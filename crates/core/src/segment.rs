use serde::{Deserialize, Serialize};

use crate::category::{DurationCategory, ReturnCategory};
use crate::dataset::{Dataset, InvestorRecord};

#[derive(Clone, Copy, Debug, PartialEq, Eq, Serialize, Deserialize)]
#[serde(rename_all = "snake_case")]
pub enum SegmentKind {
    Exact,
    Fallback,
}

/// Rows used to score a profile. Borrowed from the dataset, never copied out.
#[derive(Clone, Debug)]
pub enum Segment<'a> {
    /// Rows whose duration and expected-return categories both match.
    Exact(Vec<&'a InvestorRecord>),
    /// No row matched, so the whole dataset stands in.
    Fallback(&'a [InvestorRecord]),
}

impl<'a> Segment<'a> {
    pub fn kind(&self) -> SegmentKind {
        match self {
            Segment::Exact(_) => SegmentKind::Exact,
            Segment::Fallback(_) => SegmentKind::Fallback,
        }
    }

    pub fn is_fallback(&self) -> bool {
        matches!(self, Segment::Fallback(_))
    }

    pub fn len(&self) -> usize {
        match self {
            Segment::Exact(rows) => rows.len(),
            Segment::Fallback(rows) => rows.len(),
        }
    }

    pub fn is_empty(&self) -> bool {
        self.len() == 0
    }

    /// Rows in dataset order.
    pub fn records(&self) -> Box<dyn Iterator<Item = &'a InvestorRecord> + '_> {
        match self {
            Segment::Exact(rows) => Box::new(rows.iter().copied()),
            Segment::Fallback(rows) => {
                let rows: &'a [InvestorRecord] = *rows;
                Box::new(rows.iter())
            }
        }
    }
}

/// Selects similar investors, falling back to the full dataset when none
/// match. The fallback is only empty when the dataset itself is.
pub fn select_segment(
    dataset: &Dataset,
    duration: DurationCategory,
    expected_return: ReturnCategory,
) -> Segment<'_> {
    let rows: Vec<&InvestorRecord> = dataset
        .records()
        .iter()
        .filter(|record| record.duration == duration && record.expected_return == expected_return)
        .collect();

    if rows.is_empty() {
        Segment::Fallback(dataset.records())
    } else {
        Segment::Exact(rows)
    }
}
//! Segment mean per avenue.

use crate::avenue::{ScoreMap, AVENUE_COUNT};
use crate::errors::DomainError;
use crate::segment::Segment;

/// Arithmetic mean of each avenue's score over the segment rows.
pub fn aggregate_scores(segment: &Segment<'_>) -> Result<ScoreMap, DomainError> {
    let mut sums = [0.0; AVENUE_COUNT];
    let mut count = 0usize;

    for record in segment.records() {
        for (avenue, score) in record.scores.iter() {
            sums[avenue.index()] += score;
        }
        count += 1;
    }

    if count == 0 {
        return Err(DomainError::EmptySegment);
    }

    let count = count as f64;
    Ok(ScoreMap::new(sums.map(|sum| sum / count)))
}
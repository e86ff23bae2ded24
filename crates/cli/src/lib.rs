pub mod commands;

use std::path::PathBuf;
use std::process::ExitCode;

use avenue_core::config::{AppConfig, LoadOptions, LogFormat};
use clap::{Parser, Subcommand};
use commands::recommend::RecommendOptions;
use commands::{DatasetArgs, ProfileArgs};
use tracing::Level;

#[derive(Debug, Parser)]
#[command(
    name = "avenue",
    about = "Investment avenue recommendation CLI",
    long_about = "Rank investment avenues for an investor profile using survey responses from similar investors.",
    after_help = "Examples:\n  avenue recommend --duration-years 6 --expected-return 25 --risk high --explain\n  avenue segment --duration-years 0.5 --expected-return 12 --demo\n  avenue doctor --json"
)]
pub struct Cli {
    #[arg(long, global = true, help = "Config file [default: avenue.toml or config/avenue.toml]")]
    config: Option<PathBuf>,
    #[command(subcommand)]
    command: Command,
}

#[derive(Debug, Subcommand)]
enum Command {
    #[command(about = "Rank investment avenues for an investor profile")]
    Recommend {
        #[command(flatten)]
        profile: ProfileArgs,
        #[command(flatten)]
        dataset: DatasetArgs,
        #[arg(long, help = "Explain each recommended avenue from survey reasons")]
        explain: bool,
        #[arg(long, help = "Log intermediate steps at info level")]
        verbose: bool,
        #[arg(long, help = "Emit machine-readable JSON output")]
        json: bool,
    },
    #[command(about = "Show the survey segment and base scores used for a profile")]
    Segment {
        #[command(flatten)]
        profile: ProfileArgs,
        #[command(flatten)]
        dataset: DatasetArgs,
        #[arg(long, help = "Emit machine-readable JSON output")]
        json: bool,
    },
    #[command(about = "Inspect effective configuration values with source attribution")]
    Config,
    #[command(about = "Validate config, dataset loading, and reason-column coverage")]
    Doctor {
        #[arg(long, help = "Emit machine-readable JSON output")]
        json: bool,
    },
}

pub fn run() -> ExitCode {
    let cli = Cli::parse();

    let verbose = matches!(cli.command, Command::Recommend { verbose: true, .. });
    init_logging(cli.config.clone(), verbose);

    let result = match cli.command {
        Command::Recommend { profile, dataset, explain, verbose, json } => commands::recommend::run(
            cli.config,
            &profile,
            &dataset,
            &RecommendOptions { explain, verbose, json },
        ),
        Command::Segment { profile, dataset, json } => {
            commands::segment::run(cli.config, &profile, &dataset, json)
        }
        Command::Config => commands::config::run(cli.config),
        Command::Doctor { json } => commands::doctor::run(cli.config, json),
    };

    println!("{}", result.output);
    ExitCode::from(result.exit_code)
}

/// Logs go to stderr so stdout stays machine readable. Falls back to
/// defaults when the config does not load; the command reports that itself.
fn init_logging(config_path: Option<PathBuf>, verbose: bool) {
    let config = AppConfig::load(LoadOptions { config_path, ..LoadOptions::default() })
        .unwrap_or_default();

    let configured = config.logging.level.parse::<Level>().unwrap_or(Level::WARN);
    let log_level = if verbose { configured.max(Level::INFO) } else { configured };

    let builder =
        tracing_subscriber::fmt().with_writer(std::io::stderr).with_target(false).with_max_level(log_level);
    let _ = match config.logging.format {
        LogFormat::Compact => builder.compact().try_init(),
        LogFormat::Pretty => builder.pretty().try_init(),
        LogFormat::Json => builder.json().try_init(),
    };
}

■ Exercise prompt: Only a number is expected in reply: how many lines of the entries hold the word "PathBuf"?

■ Output for this task: 3